* _TASK STATEMENT_: Search for the word "impl" in the entries. Each line that holds it should be copied.

* _INPUT RECORDS_:
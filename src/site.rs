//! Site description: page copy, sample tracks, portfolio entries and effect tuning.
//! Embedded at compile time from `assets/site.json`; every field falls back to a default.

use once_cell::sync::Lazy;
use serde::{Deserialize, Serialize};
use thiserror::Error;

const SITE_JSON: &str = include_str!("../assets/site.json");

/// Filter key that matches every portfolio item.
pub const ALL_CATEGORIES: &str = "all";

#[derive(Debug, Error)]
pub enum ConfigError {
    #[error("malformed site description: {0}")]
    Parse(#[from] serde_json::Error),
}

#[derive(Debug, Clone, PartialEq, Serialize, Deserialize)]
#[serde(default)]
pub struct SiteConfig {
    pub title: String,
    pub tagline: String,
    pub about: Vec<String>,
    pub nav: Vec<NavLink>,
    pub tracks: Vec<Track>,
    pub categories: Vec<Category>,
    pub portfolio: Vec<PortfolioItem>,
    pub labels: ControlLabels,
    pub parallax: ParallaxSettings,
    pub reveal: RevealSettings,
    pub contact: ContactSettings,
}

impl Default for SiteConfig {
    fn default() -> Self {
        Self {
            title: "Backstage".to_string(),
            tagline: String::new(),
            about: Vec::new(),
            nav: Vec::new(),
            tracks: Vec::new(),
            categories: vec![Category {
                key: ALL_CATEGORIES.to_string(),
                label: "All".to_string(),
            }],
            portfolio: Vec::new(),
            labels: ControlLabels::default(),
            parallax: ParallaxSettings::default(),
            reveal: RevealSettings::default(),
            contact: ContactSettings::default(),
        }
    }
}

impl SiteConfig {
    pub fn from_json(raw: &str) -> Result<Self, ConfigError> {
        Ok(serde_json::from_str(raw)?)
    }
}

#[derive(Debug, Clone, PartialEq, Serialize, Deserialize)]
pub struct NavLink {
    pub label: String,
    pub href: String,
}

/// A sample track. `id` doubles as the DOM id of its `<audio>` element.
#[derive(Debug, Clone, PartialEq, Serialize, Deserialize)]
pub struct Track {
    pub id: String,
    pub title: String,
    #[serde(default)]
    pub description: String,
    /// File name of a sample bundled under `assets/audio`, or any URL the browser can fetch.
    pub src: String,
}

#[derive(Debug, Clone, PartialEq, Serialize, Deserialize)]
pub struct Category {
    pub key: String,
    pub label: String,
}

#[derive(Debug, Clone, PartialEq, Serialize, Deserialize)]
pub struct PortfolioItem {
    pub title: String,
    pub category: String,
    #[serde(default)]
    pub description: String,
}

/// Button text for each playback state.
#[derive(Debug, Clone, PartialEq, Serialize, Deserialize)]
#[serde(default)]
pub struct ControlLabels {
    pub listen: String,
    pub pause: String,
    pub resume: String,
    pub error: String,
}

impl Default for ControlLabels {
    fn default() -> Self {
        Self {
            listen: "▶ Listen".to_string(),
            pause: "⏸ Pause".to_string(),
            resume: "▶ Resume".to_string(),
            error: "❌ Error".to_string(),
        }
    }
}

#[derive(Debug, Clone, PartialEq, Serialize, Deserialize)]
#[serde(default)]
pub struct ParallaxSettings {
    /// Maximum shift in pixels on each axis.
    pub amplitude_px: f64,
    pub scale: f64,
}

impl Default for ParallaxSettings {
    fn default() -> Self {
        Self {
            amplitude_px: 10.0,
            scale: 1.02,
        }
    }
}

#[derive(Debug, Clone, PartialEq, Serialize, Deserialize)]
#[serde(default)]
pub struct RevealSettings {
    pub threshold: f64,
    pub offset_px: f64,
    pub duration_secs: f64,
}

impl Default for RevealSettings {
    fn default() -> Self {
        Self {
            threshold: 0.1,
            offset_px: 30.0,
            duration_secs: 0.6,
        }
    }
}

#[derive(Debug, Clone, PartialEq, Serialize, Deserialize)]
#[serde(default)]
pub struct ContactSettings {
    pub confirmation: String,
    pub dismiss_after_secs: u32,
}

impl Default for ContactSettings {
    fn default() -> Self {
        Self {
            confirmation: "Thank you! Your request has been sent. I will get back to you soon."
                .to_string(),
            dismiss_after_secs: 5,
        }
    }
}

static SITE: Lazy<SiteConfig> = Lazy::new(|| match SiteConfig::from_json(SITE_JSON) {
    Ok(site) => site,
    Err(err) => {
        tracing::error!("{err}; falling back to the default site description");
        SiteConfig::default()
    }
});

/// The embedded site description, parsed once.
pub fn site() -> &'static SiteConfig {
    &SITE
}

* * *

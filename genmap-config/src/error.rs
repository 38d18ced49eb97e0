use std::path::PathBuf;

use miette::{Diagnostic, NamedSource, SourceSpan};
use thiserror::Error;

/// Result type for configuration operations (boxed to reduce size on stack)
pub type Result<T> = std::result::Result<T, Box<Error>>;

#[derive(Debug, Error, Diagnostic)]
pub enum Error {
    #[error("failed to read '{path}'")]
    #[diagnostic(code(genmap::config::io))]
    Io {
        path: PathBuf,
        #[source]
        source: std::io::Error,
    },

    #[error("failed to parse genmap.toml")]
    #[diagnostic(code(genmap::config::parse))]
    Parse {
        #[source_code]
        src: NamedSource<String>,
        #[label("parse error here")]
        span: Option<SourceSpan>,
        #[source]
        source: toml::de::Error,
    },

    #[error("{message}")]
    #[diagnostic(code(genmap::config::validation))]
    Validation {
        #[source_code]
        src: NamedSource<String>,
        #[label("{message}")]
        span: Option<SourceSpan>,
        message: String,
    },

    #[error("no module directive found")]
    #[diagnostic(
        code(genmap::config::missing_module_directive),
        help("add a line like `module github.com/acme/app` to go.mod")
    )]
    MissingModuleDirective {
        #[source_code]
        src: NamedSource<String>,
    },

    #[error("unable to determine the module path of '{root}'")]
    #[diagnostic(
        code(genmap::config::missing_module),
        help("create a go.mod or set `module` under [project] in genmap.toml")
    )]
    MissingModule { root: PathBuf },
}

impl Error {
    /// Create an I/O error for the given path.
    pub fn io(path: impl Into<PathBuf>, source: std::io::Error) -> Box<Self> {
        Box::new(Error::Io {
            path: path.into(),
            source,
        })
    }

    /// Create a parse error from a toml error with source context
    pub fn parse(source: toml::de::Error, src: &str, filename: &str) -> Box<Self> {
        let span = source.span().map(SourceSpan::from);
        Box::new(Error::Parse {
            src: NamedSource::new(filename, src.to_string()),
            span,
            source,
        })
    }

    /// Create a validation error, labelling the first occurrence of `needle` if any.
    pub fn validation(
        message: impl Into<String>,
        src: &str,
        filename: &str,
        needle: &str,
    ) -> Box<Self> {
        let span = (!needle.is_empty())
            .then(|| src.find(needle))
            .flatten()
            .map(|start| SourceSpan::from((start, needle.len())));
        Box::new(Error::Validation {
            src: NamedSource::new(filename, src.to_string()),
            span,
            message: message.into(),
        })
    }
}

* _OUTPUT OF THE EXERCISE_:
impl Default for SiteConfig {
impl SiteConfig {
impl Default for ControlLabels {
impl Default for ParallaxSettings {
impl Default for RevealSettings {
impl Default for ContactSettings {
impl Error {
    pub fn io(path: impl Into<PathBuf>, source: std::io::Error) -> Box<Self> {
        message: impl Into<String>,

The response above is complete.